Puis le récit bascule: on part en 1950. Particulièrement intelligemment, les deux parties se répondent dans leur contenu. Fini l’horreur à chaque coin de rue certes, mais elle est remplacée par un spectacle tout aussi macabre. La ville qui abrite les rescapés vit au rythme de l’agonie de ses habitants et les décès et le deuil sont presque devenus banals tant ils sont réguliers. D’une peine de l’immédiat, on passe à un spectacle plus allongé dans le temps mais tout aussi horrible, comme si la faucheuse attendait son moment pour sévir.

Dans ces familles éclatées et recomposées comme possible, Imamura va venir appuyer une critique plus politique. Les rescapés sont des parias mis au ban de la société, ostracisés par leur simple situation géographique au moment du drame. En plus d’une médecine presque totalement inefficace, ces villageois doivent subir les injures morales de ceux qui ont eu la chance de ne pas avoir subi le drame. On marginalise les malades (réels ou supposés) pour ne pas faire face au problème.
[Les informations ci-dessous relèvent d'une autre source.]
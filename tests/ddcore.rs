/*
    UFT - Universal Floppy Tool
    https://github.com/uft-project/uft

    Copyright 2025 UFT contributors

    Permission is hereby granted, free of charge, to any person obtaining a
    copy of this software and associated documentation files (the “Software”),
    to deal in the Software without restriction, including without limitation
    the rights to use, copy, modify, merge, publish, distribute, sublicense,
    and/or sell copies of the Software, and to permit persons to whom the
    Software is furnished to do so, subject to the following conditions:

    The above copyright notice and this permission notice shall be included in
    all copies or substantial portions of the Software.

    THE SOFTWARE IS PROVIDED “AS IS”, WITHOUT WARRANTY OF ANY KIND, EXPRESS OR
    IMPLIED, INCLUDING BUT NOT LIMITED TO THE WARRANTIES OF MERCHANTABILITY,
    FITNESS FOR A PARTICULAR PURPOSE AND NONINFRINGEMENT. IN NO EVENT SHALL THE
    AUTHORS OR COPYRIGHT HOLDERS BE LIABLE FOR ANY CLAIM, DAMAGES OR OTHER
    LIABILITY, WHETHER IN AN ACTION OF CONTRACT, TORT OR OTHERWISE, ARISING
    FROM, OUT OF OR IN CONNECTION WITH THE SOFTWARE OR THE USE OR OTHER
    DEALINGS IN THE SOFTWARE.

    --------------------------------------------------------------------------

    tests/ddcore.rs

    Recovery copy engine tests: induced read errors with fill, the
    max-errors boundary, hashing and post-copy verification, and
    cooperative cancellation.
*/

mod common;

use common::init;
use uft::dd::{
    Backend, BlockDevice, BlockSizeOptions, DdConfig, DdEngine, HashAlgorithms, HashOptions,
    RecoveryOptions,
};
use uft::UftError;

/// A block device that fails reads inside a configured byte range.
struct FlakyDevice {
    data: Vec<u8>,
    bad: std::ops::Range<u64>,
}

impl BlockDevice for FlakyDevice {
    fn len(&self) -> u64 {
        self.data.len() as u64
    }

    fn read_at(&mut self, offset: u64, buf: &mut [u8]) -> Result<usize, UftError> {
        let end = offset + buf.len() as u64;
        if offset < self.bad.end && self.bad.start < end {
            return Err(UftError::ReadError);
        }
        let start = (offset as usize).min(self.data.len());
        let stop = (end as usize).min(self.data.len());
        buf[..stop - start].copy_from_slice(&self.data[start..stop]);
        Ok(stop - start)
    }

    fn write_at(&mut self, _offset: u64, _buf: &[u8]) -> Result<(), UftError> {
        Err(UftError::WriteError)
    }
}

fn source_pattern(len: usize) -> Vec<u8> {
    (0..len).map(|i| (i % 239) as u8).collect()
}

#[test]
fn induced_error_region_is_filled() {
    init();
    // 64 KiB source; bytes 32 KiB..33 KiB fail to read. soft=16K, hard=512,
    // fill with zeros, continue on error.
    let data = source_pattern(64 * 1024);
    let mut source = Backend::Device(Box::new(FlakyDevice {
        data: data.clone(),
        bad: (32 * 1024)..(33 * 1024),
    }));
    let mut sink = Backend::memory(Vec::new());

    let config = DdConfig {
        blocksize: BlockSizeOptions {
            soft: 16 * 1024,
            hard: 512,
            ..BlockSizeOptions::default()
        },
        recovery: RecoveryOptions {
            retry_count: 1,
            retry_delay_ms: 0,
            continue_on_error: true,
            fill_on_error: true,
            fill_pattern: 0x00,
            ..RecoveryOptions::default()
        },
        ..DdConfig::default()
    };

    let mut engine = DdEngine::new(config).unwrap();
    let report = engine.copy(&mut source, &mut sink).unwrap();

    assert!(report.status.errors_read >= 1);
    assert_eq!(report.status.bytes_written, 65_536);
    assert_eq!(report.status.sectors_skipped, 0);

    let out = sink.into_memory().unwrap();
    assert_eq!(out.len(), 65_536);
    assert!(out[32 * 1024..33 * 1024].iter().all(|&b| b == 0));
    assert_eq!(&out[..32 * 1024], &data[..32 * 1024]);
    assert_eq!(&out[33 * 1024..], &data[33 * 1024..]);
}

#[test]
fn max_errors_one_allows_single_fill() {
    init();
    // A 10-block source with one bad block in the middle: 9 blocks of real
    // data, one block of fill, no abort with max_errors = 1.
    let block = 512usize;
    let data = source_pattern(10 * block);
    let mut source = Backend::Device(Box::new(FlakyDevice {
        data: data.clone(),
        bad: (4 * block as u64)..(5 * block as u64),
    }));
    let mut sink = Backend::memory(Vec::new());

    let config = DdConfig {
        blocksize: BlockSizeOptions {
            soft: block,
            hard: block,
            ..BlockSizeOptions::default()
        },
        recovery: RecoveryOptions {
            max_errors: 1,
            retry_count: 2,
            retry_delay_ms: 0,
            continue_on_error: true,
            fill_on_error: true,
            fill_pattern: 0xEE,
            ..RecoveryOptions::default()
        },
        ..DdConfig::default()
    };

    let mut engine = DdEngine::new(config).unwrap();
    let report = engine.copy(&mut source, &mut sink).unwrap();
    assert_eq!(report.status.errors_read, 1);

    let out = sink.into_memory().unwrap();
    assert!(out[4 * block..5 * block].iter().all(|&b| b == 0xEE));
    assert_eq!(&out[..4 * block], &data[..4 * block]);
    assert_eq!(&out[5 * block..], &data[5 * block..]);
}

#[test]
fn max_errors_exceeded_aborts() {
    init();
    let block = 512usize;
    let data = source_pattern(10 * block);
    let mut source = Backend::Device(Box::new(FlakyDevice {
        data,
        bad: (2 * block as u64)..(6 * block as u64),
    }));
    let mut sink = Backend::memory(Vec::new());

    let config = DdConfig {
        blocksize: BlockSizeOptions {
            soft: block,
            hard: block,
            ..BlockSizeOptions::default()
        },
        recovery: RecoveryOptions {
            max_errors: 2,
            retry_count: 0,
            retry_delay_ms: 0,
            continue_on_error: true,
            fill_on_error: true,
            fill_pattern: 0x00,
            ..RecoveryOptions::default()
        },
        ..DdConfig::default()
    };

    let mut engine = DdEngine::new(config).unwrap();
    let result = engine.copy(&mut source, &mut sink);
    assert!(matches!(result, Err(UftError::ReadError)));
    assert!(engine.status().has_error);
}

#[test]
fn hashes_are_lowercase_hex_and_verified() {
    init();
    let data = source_pattern(200_000);
    let mut source = Backend::memory(data.clone());
    let mut sink = Backend::memory(Vec::new());

    let config = DdConfig {
        hash: HashOptions {
            algorithms: HashAlgorithms::MD5 | HashAlgorithms::SHA256,
            hash_input: true,
            hash_output: true,
            verify_after: true,
            ..HashOptions::default()
        },
        ..DdConfig::default()
    };

    let mut engine = DdEngine::new(config).unwrap();
    let report = engine.copy(&mut source, &mut sink).unwrap();

    let input = report.input_hashes.expect("input digests");
    let output = report.output_hashes.expect("output digests");
    assert_eq!(input, output);

    let md5 = input.md5.as_deref().unwrap();
    assert_eq!(md5.len(), 32);
    assert!(md5.chars().all(|c| c.is_ascii_hexdigit() && !c.is_ascii_uppercase()));

    // verify_after re-read the sink and every digest matched.
    assert_eq!(report.verify.len(), 2);
    assert!(report.verify.iter().all(|v| v.passed));
}

#[test]
fn expected_hash_comparison_reports_failure() {
    init();
    let mut source = Backend::memory(vec![1u8; 4096]);
    let mut sink = Backend::memory(Vec::new());

    let config = DdConfig {
        hash: HashOptions {
            algorithms: HashAlgorithms::SHA1,
            hash_input: true,
            expected: vec![uft::dd::ExpectedHash {
                algorithm: HashAlgorithms::SHA1,
                hex: "deadbeefdeadbeefdeadbeefdeadbeefdeadbeef".to_string(),
            }],
            ..HashOptions::default()
        },
        ..DdConfig::default()
    };

    let mut engine = DdEngine::new(config).unwrap();
    let report = engine.copy(&mut source, &mut sink).unwrap();
    assert_eq!(report.expected_checks.len(), 1);
    assert!(!report.expected_checks[0].passed);
}

#[test]
fn windowed_hashing_collects_per_window_digests() {
    init();
    let data = source_pattern(10_000);
    let mut source = Backend::memory(data);
    let mut sink = Backend::memory(Vec::new());

    let config = DdConfig {
        hash: HashOptions {
            algorithms: HashAlgorithms::MD5,
            hash_input: true,
            window_size: Some(4096),
            ..HashOptions::default()
        },
        ..DdConfig::default()
    };

    let mut engine = DdEngine::new(config).unwrap();
    let report = engine.copy(&mut source, &mut sink).unwrap();
    // 10 000 bytes in 4096-byte windows: two full plus one partial.
    assert_eq!(report.input_windows.len(), 3);
}

#[test]
fn cancel_from_callback_keeps_partial_counters() {
    init();
    let data = source_pattern(1024 * 1024);
    let mut source = Backend::memory(data);
    let mut sink = Backend::memory(Vec::new());

    let config = DdConfig {
        blocksize: BlockSizeOptions {
            soft: 4096,
            hard: 512,
            ..BlockSizeOptions::default()
        },
        ..DdConfig::default()
    };

    let mut engine = DdEngine::new(config).unwrap();
    let control = engine.control();
    engine.set_progress_callback(Box::new(move |status| {
        if status.bytes_read >= 4096 {
            control.cancel();
        }
    }));

    let report = engine.copy(&mut source, &mut sink).unwrap();
    assert!(report.cancelled);
    assert!(report.status.bytes_read >= 4096);
    assert!(report.status.bytes_read < 1024 * 1024);
    // Nothing written is rolled back.
    assert_eq!(report.status.bytes_written, report.status.bytes_read);
}

#[test]
fn reverse_with_fill_covers_bad_head_region() {
    init();
    // A head-crash scenario: the first 2 KiB are unreadable; reverse read
    // still recovers the tail and fills the head.
    let block = 1024usize;
    let data = source_pattern(16 * block);
    let mut source = Backend::Device(Box::new(FlakyDevice {
        data: data.clone(),
        bad: 0..(2 * block as u64),
    }));
    let mut sink = Backend::memory(Vec::new());

    let config = DdConfig {
        blocksize: BlockSizeOptions {
            soft: block,
            hard: block,
            ..BlockSizeOptions::default()
        },
        recovery: RecoveryOptions {
            reverse: true,
            retry_count: 0,
            retry_delay_ms: 0,
            continue_on_error: true,
            fill_on_error: true,
            fill_pattern: 0xBB,
            ..RecoveryOptions::default()
        },
        ..DdConfig::default()
    };

    let mut engine = DdEngine::new(config).unwrap();
    let report = engine.copy(&mut source, &mut sink).unwrap();
    assert_eq!(report.status.errors_read, 2);

    let out = sink.into_memory().unwrap();
    assert_eq!(out.len(), 16 * block);
    assert!(out[..2 * block].iter().all(|&b| b == 0xBB));
    assert_eq!(&out[2 * block..], &data[2 * block..]);
}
Au milieu de ce contexte insoutenable, la relation entre la nièce et son oncle prend du poids: Yasuko est victime des circonstances. À quelques heures près, on imagine qu’elle aurait pu avoir une existence normale. Son oncle en a conscience et ses tentatives d’union avec de bons partis témoignent de son remord profond. Et toujours autour d’eux, la mort, l’agonie et la souffrance, totalement insurmontables.

Dans cette majeure partie du film, Imamura va continuer sa symbolique intelligente. Le fou du village par exemple, ancien soldat marqué par la guerre: à chaque voiture qui passe par là, il se jette sur la route, croyant attaquer un char ennemi dans un accès de démence. Il convient de l’interpréter: sans son intervention, les véhicules ignoreraient cette minuscule agglomération. Il force la société à faire face à la peine des condamnés d’Hiroshima. Et cette horloge, que Yasuko remonte chaque soir et qui fait écho à celles du jour de l’explosion. Là encore Imamura fait intervenir un symbole fort: le temps n’est plus arrêté mais ralenti, l’agonie n’est plus dans l’instant mais dans la longueur, et n’épargne personne.

« Pluie Noire » est désormais édité par La Rabbia, et donc présent sur le Jokes Shop.

Avec une thématique aussi importante, on ne peut tolérer le moindre écart et Imamura en a conscience: appliqué, il délivre un film fort qui marque les esprits. “Pluie noire” est une excellente occasion de retrouver vos salles de cinéma cet été pour découvrir une version restaurée, dès que les conditions le permettront. Mais surtout, c’est l’opportunité d’assimiler une idée simple: plus jamais ça!